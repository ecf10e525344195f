//! Line-oriented dump output.

use std::path::{Path, PathBuf};

use async_trait::async_trait;
use tokio::fs::File;
use tokio::io::{AsyncWriteExt, BufWriter};

use crate::error::Result;

/// Destination for dump lines. Lines are written without their terminator.
#[async_trait]
pub trait DumpSink: Send {
    /// Append one line.
    async fn write_line(&mut self, line: &str) -> Result<()>;

    /// Flush everything written so far.
    async fn finish(&mut self) -> Result<()>;
}

/// Buffered UTF-8 dump file, written without a byte order mark.
pub struct FileSink {
    path: PathBuf,
    writer: BufWriter<File>,
}

impl FileSink {
    /// Create (or truncate) the dump file.
    pub async fn create(path: impl AsRef<Path>) -> Result<Self> {
        let path = path.as_ref().to_path_buf();
        let file = File::create(&path).await?;
        Ok(Self {
            path,
            writer: BufWriter::with_capacity(256 * 1024, file),
        })
    }

    /// Path of the dump file.
    pub fn path(&self) -> &Path {
        &self.path
    }
}

#[async_trait]
impl DumpSink for FileSink {
    async fn write_line(&mut self, line: &str) -> Result<()> {
        self.writer.write_all(line.as_bytes()).await?;
        self.writer.write_all(b"\n").await?;
        Ok(())
    }

    async fn finish(&mut self) -> Result<()> {
        self.writer.flush().await?;
        Ok(())
    }
}

#[cfg(test)]
mod tests {
    use super::*;

    #[tokio::test]
    async fn test_file_sink_writes_lines_without_bom() {
        let dir = tempfile::tempdir().unwrap();
        let path = dir.path().join("out.sql");

        let mut sink = FileSink::create(&path).await.unwrap();
        sink.write_line("SET SQL DIALECT 3;").await.unwrap();
        sink.write_line("").await.unwrap();
        sink.write_line("INSERT INTO T (A) VALUES ('ação');").await.unwrap();
        sink.finish().await.unwrap();
        assert_eq!(sink.path(), path.as_path());

        let bytes = std::fs::read(&path).unwrap();
        assert_ne!(&bytes[..3], &[0xEF, 0xBB, 0xBF]);
        assert_eq!(
            String::from_utf8(bytes).unwrap(),
            "SET SQL DIALECT 3;\n\nINSERT INTO T (A) VALUES ('ação');\n"
        );
    }
}
//! Target table detection for DML statements.
//!
//! A whitespace-token heuristic, not a SQL parser: schema-qualified or
//! otherwise unusual names are returned as they are written.

const PUNCTUATION: &[char] = &['(', ')', ',', ';'];

/// Table written by an `INSERT INTO`, `UPDATE`, `DELETE FROM` or
/// `MERGE INTO` statement.
pub fn extract_table_name(sql: &str) -> Option<String> {
    let tokens: Vec<&str> = sql.split_whitespace().take(3).collect();
    let first = tokens.first()?.to_ascii_uppercase();
    let second_is = |kw: &str| tokens.get(1).is_some_and(|t| t.eq_ignore_ascii_case(kw));

    let position = match first.as_str() {
        "INSERT" | "MERGE" if second_is("INTO") => 2,
        "DELETE" if second_is("FROM") => 2,
        "UPDATE" => 1,
        _ => return None,
    };

    // `T(A, B)` names the table before the column list.
    let token = tokens.get(position)?;
    let name = token
        .split('(')
        .next()
        .unwrap_or_default()
        .trim_matches(PUNCTUATION);

    if name.is_empty() {
        None
    } else {
        Some(name.to_string())
    }
}

#[cfg(test)]
mod tests {
    use super::*;

    fn extract(sql: &str) -> Option<String> {
        extract_table_name(sql)
    }

    #[test]
    fn test_dml_forms() {
        assert_eq!(extract("INSERT INTO CUSTOMERS (ID) VALUES (1)").as_deref(), Some("CUSTOMERS"));
        assert_eq!(extract("insert into customers values (1)").as_deref(), Some("customers"));
        assert_eq!(extract("UPDATE ORDERS SET A = 1").as_deref(), Some("ORDERS"));
        assert_eq!(extract("DELETE FROM ITEMS WHERE ID = 3").as_deref(), Some("ITEMS"));
        assert_eq!(
            extract("MERGE INTO STOCK S USING NEW_STOCK N ON S.ID = N.ID").as_deref(),
            Some("STOCK")
        );
    }

    #[test]
    fn test_alias_and_punctuation() {
        assert_eq!(extract("UPDATE ORDERS O SET O.A = 1").as_deref(), Some("ORDERS"));
        assert_eq!(extract("INSERT INTO T(A, B) VALUES (1, 2)").as_deref(), Some("T"));
        assert_eq!(extract("DELETE FROM T;").as_deref(), Some("T"));
        assert_eq!(extract("INSERT INTO\n  T\n(A) VALUES (1)").as_deref(), Some("T"));
    }

    #[test]
    fn test_non_dml_is_none() {
        assert_eq!(extract("SELECT * FROM T"), None);
        assert_eq!(extract("CREATE TABLE T (A INT)"), None);
        assert_eq!(extract("INSERT T VALUES (1)"), None);
        assert_eq!(extract("DELETE T"), None);
        assert_eq!(extract("UPDATE"), None);
        assert_eq!(extract(""), None);
    }

    #[test]
    fn test_quoted_name_kept_verbatim() {
        assert_eq!(extract("INSERT INTO \"Orders\" VALUES (1)").as_deref(), Some("\"Orders\""));
    }
}
//! INSERT statement builder for exported rows.

use crate::core::{ColumnDescriptor, Row};
use crate::error::{DumpError, Result};

use super::serializer::ValueSerializer;

/// Builds one `INSERT INTO <table> (<cols>) VALUES (<literals>);` line per row.
///
/// The column list is rendered once; table and column names are written
/// verbatim, unquoted.
#[derive(Debug, Clone)]
pub struct InsertBuilder {
    prefix: String,
    columns: Vec<ColumnDescriptor>,
    serializer: ValueSerializer,
}

impl InsertBuilder {
    /// Create a builder for `table` over the cursor's columns.
    pub fn new(table: &str, columns: &[ColumnDescriptor], serializer: ValueSerializer) -> Self {
        let column_list = columns
            .iter()
            .map(|c| c.name.as_str())
            .collect::<Vec<_>>()
            .join(", ");
        Self {
            prefix: format!("INSERT INTO {} ({}) VALUES (", table, column_list),
            columns: columns.to_vec(),
            serializer,
        }
    }

    /// Render one row.
    ///
    /// Text values recovered from a decoding failure are still rendered and
    /// their failures pushed onto `recovered`. Fails with a database error
    /// when the row does not match the column list.
    pub fn build(&self, row: &Row, recovered: &mut Vec<DumpError>) -> Result<String> {
        if row.len() != self.columns.len() {
            return Err(DumpError::Database(format!(
                "row has {} values but the result set has {} columns",
                row.len(),
                self.columns.len()
            )));
        }

        let mut sql = String::with_capacity(self.prefix.len() + row.len() * 16 + 2);
        sql.push_str(&self.prefix);
        for (i, (value, column)) in row.iter().zip(&self.columns).enumerate() {
            if i > 0 {
                sql.push_str(", ");
            }
            if let Some(err) = self.serializer.write_literal(&mut sql, value, column) {
                recovered.push(err);
            }
        }
        sql.push_str(");");
        Ok(sql)
    }
}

Assigned task
Copy all the data. Match it exactly.

Your response
repository ecf10e525344195f
//! Line-oriented dump output.

use std::path::{Path, PathBuf};

use async_trait::async_trait;
use tokio::fs::File;
use tokio::io::{AsyncWriteExt, BufWriter};

use crate::error::Result;

/// Destination for dump lines. Lines are written without their terminator.
#[async_trait]
pub trait DumpSink: Send {
    /// Append one line.
    async fn write_line(&mut self, line: &str) -> Result<()>;

    /// Flush everything written so far.
    async fn finish(&mut self) -> Result<()>;
}

/// Buffered UTF-8 dump file, written without a byte order mark.
pub struct FileSink {
    path: PathBuf,
    writer: BufWriter<File>,
}

impl FileSink {
    /// Create (or truncate) the dump file.
    pub async fn create(path: impl AsRef<Path>) -> Result<Self> {
        let path = path.as_ref().to_path_buf();
        let file = File::create(&path).await?;
        Ok(Self {
            path,
            writer: BufWriter::with_capacity(256 * 1024, file),
        })
    }

    /// Path of the dump file.
    pub fn path(&self) -> &Path {
        &self.path
    }
}

#[async_trait]
impl DumpSink for FileSink {
    async fn write_line(&mut self, line: &str) -> Result<()> {
        self.writer.write_all(line.as_bytes()).await?;
        self.writer.write_all(b"\n").await?;
        Ok(())
    }

    async fn finish(&mut self) -> Result<()> {
        self.writer.flush().await?;
        Ok(())
    }
}

#[cfg(test)]
mod tests {
    use super::*;

    #[tokio::test]
    async fn test_file_sink_writes_lines_without_bom() {
        let dir = tempfile::tempdir().unwrap();
        let path = dir.path().join("out.sql");

        let mut sink = FileSink::create(&path).await.unwrap();
        sink.write_line("SET SQL DIALECT 3;").await.unwrap();
        sink.write_line("").await.unwrap();
        sink.write_line("INSERT INTO T (A) VALUES ('ação');").await.unwrap();
        sink.finish().await.unwrap();
        assert_eq!(sink.path(), path.as_path());

        let bytes = std::fs::read(&path).unwrap();
        assert_ne!(&bytes[..3], &[0xEF, 0xBB, 0xBF]);
        assert_eq!(
            String::from_utf8(bytes).unwrap(),
            "SET SQL DIALECT 3;\n\nINSERT INTO T (A) VALUES ('ação');\n"
        );
    }
}
//! Target table detection for DML statements.
//!
//! A whitespace-token heuristic, not a SQL parser: schema-qualified or
//! otherwise unusual names are returned as they are written.

const PUNCTUATION: &[char] = &['(', ')', ',', ';'];

/// Table written by an `INSERT INTO`, `UPDATE`, `DELETE FROM` or
/// `MERGE INTO` statement.
pub fn extract_table_name(sql: &str) -> Option<String> {
    let tokens: Vec<&str> = sql.split_whitespace().take(3).collect();
    let first = tokens.first()?.to_ascii_uppercase();
    let second_is = |kw: &str| tokens.get(1).is_some_and(|t| t.eq_ignore_ascii_case(kw));

    let position = match first.as_str() {
        "INSERT" | "MERGE" if second_is("INTO") => 2,
        "DELETE" if second_is("FROM") => 2,
        "UPDATE" => 1,
        _ => return None,
    };

    // `T(A, B)` names the table before the column list.
    let token = tokens.get(position)?;
    let name = token
        .split('(')
        .next()
        .unwrap_or_default()
        .trim_matches(PUNCTUATION);

    if name.is_empty() {
        None
    } else {
        Some(name.to_string())
    }
}

#[cfg(test)]
mod tests {
    use super::*;

    fn extract(sql: &str) -> Option<String> {
        extract_table_name(sql)
    }

    #[test]
    fn test_dml_forms() {
        assert_eq!(extract("INSERT INTO CUSTOMERS (ID) VALUES (1)").as_deref(), Some("CUSTOMERS"));
        assert_eq!(extract("insert into customers values (1)").as_deref(), Some("customers"));
        assert_eq!(extract("UPDATE ORDERS SET A = 1").as_deref(), Some("ORDERS"));
        assert_eq!(extract("DELETE FROM ITEMS WHERE ID = 3").as_deref(), Some("ITEMS"));
        assert_eq!(
            extract("MERGE INTO STOCK S USING NEW_STOCK N ON S.ID = N.ID").as_deref(),
            Some("STOCK")
        );
    }

    #[test]
    fn test_alias_and_punctuation() {
        assert_eq!(extract("UPDATE ORDERS O SET O.A = 1").as_deref(), Some("ORDERS"));
        assert_eq!(extract("INSERT INTO T(A, B) VALUES (1, 2)").as_deref(), Some("T"));
        assert_eq!(extract("DELETE FROM T;").as_deref(), Some("T"));
        assert_eq!(extract("INSERT INTO\n  T\n(A) VALUES (1)").as_deref(), Some("T"));
    }

    #[test]
    fn test_non_dml_is_none() {
        assert_eq!(extract("SELECT * FROM T"), None);
        assert_eq!(extract("CREATE TABLE T (A INT)"), None);
        assert_eq!(extract("INSERT T VALUES (1)"), None);
        assert_eq!(extract("DELETE T"), None);
        assert_eq!(extract("UPDATE"), None);
        assert_eq!(extract(""), None);
    }

    #[test]
    fn test_quoted_name_kept_verbatim() {
        assert_eq!(extract("INSERT INTO \"Orders\" VALUES (1)").as_deref(), Some("\"Orders\""));
    }
}
//! INSERT statement builder for exported rows.

use crate::core::{ColumnDescriptor, Row};
use crate::error::{DumpError, Result};

use super::serializer::ValueSerializer;

/// Builds one `INSERT INTO <table> (<cols>) VALUES (<literals>);` line per row.
///
/// The column list is rendered once; table and column names are written
/// verbatim, unquoted.
#[derive(Debug, Clone)]
pub struct InsertBuilder {
    prefix: String,
    columns: Vec<ColumnDescriptor>,
    serializer: ValueSerializer,
}

impl InsertBuilder {
    /// Create a builder for `table` over the cursor's columns.
    pub fn new(table: &str, columns: &[ColumnDescriptor], serializer: ValueSerializer) -> Self {
        let column_list = columns
            .iter()
            .map(|c| c.name.as_str())
            .collect::<Vec<_>>()
            .join(", ");
        Self {
            prefix: format!("INSERT INTO {} ({}) VALUES (", table, column_list),
            columns: columns.to_vec(),
            serializer,
        }
    }

    /// Render one row.
    ///
    /// Text values recovered from a decoding failure are still rendered and
    /// their failures pushed onto `recovered`. Fails with a database error
    /// when the row does not match the column list.
    pub fn build(&self, row: &Row, recovered: &mut Vec<DumpError>) -> Result<String> {
        if row.len() != self.columns.len() {
            return Err(DumpError::Database(format!(
                "row has {} values but the result set has {} columns",
                row.len(),
                self.columns.len()
            )));
        }

        let mut sql = String::with_capacity(self.prefix.len() + row.len() * 16 + 2);
        sql.push_str(&self.prefix);
        for (i, (value, column)) in row.iter().zip(&self.columns).enumerate() {
            if i > 0 {
                sql.push_str(", ");
            }
            if let Some(err) = self.serializer.write_literal(&mut sql, value, column) {
                recovered.push(err);
            }
        }
        sql.push_str(");");
        Ok(sql)
    }
}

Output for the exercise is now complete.